A preliminary study of the effects of Tai Chi and Qigong medical exercise on indicators of metabolic syndrome, glycaemic control, health-related quality of life, and psychological health in adults with elevated blood glucose.

Author information

1
University of Queensland, St Lucia Queensland, Australia.

Abstract

OBJECTIVES:

To evaluate the feasibility, acceptability and effects of a Tai Chi and Qigong exercise programme in adults with elevated blood glucose.

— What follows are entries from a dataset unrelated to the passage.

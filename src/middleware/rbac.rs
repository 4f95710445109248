// src/middleware/rbac.rs

use axum::{
    extract::{FromRef, FromRequestParts},
    http::request::Parts,
};
use std::marker::PhantomData;

use crate::{
    common::error::{ApiError, AppError},
    config::AppState,
    middleware::{auth::AuthenticatedUser, i18n::Locale},
};

/// 1. O Trait que define o que é uma Permissão
pub trait PermissionDef: Send + Sync + 'static {
    fn slug() -> &'static str;
}

/// Papéis da membership e o que cada um pode fazer.
/// Todo membro lê; só `owner` e `admin` alteram a hierarquia e os contratos.
pub fn role_grants(role: &str, permission: &str) -> bool {
    match permission {
        PERM_ADMINISTRATIVE_READ => true,
        PERM_ADMINISTRATIVE_WRITE => matches!(role, "owner" | "admin"),
        PERM_CONTRACTS_READ => true,
        PERM_CONTRACTS_WRITE => matches!(role, "owner" | "admin"),
        _ => false,
    }
}

/// 2. O Extractor (Guardião)
pub struct RequirePermission<T>(pub PhantomData<T>);

impl<T, S> FromRequestParts<S> for RequirePermission<T>
where
    T: PermissionDef,
    S: Send + Sync,
    AppState: FromRef<S>,
{
    type Rejection = ApiError;

    async fn from_request_parts(parts: &mut Parts, state: &S) -> Result<Self, Self::Rejection> {
        let user = AuthenticatedUser::from_request_parts(parts, state).await?;
        let required_perm = T::slug();

        if !role_grants(&user.0.role, required_perm) {
            let app_state = AppState::from_ref(state);
            let Ok(locale) = Locale::from_request_parts(parts, state).await;
            tracing::debug!("⛔ Papel '{}' sem a permissão '{}'", user.0.role, required_perm);
            return Err(AppError::MissingPermission(required_perm).to_api_error(&locale, &app_state.i18n_store));
        }

        Ok(RequirePermission(PhantomData))
    }
}

// ---
// DEFINIÇÃO DAS PERMISSÕES (TIPOS)
// ---

const PERM_ADMINISTRATIVE_READ: &str = "administrative:read";
const PERM_ADMINISTRATIVE_WRITE: &str = "administrative:write";
const PERM_CONTRACTS_READ: &str = "contracts:read";
const PERM_CONTRACTS_WRITE: &str = "contracts:write";

pub struct PermAdministrativeRead;
impl PermissionDef for PermAdministrativeRead {
    fn slug() -> &'static str { PERM_ADMINISTRATIVE_READ }
}

pub struct PermAdministrativeWrite;
impl PermissionDef for PermAdministrativeWrite {
    fn slug() -> &'static str { PERM_ADMINISTRATIVE_WRITE }
}

pub struct PermContractsRead;
impl PermissionDef for PermContractsRead {
    fn slug() -> &'static str { PERM_CONTRACTS_READ }
}

pub struct PermContractsWrite;
impl PermissionDef for PermContractsWrite {
    fn slug() -> &'static str { PERM_CONTRACTS_WRITE }
}

#[cfg(test)]
mod tests {
    use super::*;

    #[test]
    fn every_member_reads() {
        for role in ["owner", "admin", "member", "viewer"] {
            assert!(role_grants(role, PermAdministrativeRead::slug()));
        }
    }

    #[test]
    fn only_owner_and_admin_write() {
        assert!(role_grants("owner", PermAdministrativeWrite::slug()));
        assert!(role_grants("admin", PermAdministrativeWrite::slug()));
        assert!(!role_grants("member", PermAdministrativeWrite::slug()));
    }

    #[test]
    fn contracts_follow_the_same_split() {
        assert!(role_grants("viewer", PermContractsRead::slug()));
        assert!(role_grants("admin", PermContractsWrite::slug()));
        assert!(!role_grants("member", PermContractsWrite::slug()));
    }

    #[test]
    fn unknown_permission_is_denied() {
        assert!(!role_grants("owner", "billing:write"));
    }
}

DESIGN, SETTING, AND PARTICIPANTS:

A single group pre-post feasibility trial with 11 participants (3 male and 8 female; aged 42-65 years) with elevated blood glucose.

INTERVENTION:

Participants attended Tai Chi and Qigong exercise training for 1 to 1.5 h, 3 times per week for 12 weeks, and were encouraged to practise the exercises at home.

MAIN OUTCOME MEASURES:

Indicators of metabolic syndrome (body mass index (BMI), waist circumference, blood pressure, fasting blood glucose, triglycerides, HDL-cholesterol); glucose control (HbA1c, fasting insulin and insulin resistance (HOMA)); health-related quality of life; stress and depressive symptoms.

RESULTS:

There was good adherence and high acceptability. There were significant improvements in four of the seven indicators of metabolic syndrome including BMI (mean difference -1.05, p<0.001), waist circumference (-2.80 cm, p<0.05), and systolic (-11.64 mm Hg, p<0.01) and diastolic blood pressure (-9.73 mm Hg, p<0.001), as well as in HbA1c (-0.32%, p<0.01), insulin resistance (-0.53, p<0.05), stress (-2.27, p<0.05), depressive symptoms (-3.60, p<0.05), and the SF-36 mental health summary score (5.13, p<0.05) and subscales for general health (19.00, p<0.01), mental health (10.55, p<0.01) and vitality (23.18, p<0.05).

CONCLUSIONS:

The programme was feasible and acceptable and participants showed improvements in metabolic and psychological variables. A larger controlled trial is now needed to confirm these promising preliminary results.

PMID:
18927159
DOI:
10.1136/bjsm.2008.051144
[Indexed for MEDLINE]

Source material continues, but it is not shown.